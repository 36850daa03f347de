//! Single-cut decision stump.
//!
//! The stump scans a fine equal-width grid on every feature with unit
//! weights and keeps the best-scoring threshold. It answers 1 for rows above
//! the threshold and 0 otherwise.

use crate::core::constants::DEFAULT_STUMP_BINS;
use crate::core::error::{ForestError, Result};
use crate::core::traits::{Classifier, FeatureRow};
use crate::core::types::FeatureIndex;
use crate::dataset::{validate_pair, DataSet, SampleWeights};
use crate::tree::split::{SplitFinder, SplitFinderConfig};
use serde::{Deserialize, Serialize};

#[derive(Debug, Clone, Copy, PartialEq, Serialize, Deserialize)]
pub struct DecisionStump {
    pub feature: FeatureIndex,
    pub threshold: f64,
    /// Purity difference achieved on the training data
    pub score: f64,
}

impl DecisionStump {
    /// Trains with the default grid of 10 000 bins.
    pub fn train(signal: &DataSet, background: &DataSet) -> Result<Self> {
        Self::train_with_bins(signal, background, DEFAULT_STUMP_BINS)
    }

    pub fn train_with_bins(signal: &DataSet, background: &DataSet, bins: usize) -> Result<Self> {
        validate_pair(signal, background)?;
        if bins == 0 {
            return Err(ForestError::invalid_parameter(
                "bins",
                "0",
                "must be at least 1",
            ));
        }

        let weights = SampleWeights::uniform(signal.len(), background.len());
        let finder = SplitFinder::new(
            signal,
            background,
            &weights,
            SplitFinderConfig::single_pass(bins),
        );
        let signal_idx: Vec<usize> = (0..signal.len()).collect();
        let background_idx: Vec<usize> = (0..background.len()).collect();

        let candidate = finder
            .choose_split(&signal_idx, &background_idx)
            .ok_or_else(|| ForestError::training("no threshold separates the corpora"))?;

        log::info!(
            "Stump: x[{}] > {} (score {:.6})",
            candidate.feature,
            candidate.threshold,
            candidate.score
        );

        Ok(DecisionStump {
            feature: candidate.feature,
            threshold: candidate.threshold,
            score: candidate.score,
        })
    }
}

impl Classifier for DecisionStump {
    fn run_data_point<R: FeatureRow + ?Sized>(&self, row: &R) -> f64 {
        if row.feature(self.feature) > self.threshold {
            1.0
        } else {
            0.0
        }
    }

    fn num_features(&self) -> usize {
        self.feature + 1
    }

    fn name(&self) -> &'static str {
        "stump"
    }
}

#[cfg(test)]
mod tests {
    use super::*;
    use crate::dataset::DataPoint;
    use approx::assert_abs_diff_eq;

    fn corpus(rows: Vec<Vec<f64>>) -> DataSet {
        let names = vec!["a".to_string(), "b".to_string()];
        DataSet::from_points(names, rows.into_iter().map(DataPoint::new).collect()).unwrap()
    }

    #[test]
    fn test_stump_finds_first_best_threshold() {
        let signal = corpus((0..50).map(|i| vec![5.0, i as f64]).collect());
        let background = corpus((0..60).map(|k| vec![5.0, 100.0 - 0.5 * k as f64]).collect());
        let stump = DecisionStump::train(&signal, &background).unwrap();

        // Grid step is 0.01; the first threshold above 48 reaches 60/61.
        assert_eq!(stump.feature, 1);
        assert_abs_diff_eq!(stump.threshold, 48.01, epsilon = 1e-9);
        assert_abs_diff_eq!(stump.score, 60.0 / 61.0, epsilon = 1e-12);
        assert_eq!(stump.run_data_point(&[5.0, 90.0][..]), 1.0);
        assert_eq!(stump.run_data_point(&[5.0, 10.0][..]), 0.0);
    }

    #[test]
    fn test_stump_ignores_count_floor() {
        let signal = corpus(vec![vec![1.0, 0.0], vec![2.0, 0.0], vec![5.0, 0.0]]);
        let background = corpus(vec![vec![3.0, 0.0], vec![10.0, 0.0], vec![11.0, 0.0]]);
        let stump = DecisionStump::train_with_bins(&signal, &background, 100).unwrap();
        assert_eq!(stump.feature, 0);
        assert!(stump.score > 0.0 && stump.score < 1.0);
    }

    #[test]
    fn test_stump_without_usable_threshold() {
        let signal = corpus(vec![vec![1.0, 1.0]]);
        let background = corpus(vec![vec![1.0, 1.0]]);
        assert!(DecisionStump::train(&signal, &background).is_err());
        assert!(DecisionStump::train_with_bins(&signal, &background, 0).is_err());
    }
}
******************************
WHAT YOU ARE ASKED TO DO: Scan the records for lines that hold "Deserialize", and reproduce each one you find.

SOLUTION TO THE EXERCISE:
use serde::{Deserialize, Serialize};
#[derive(Debug, Clone, Copy, PartialEq, Serialize, Deserialize)]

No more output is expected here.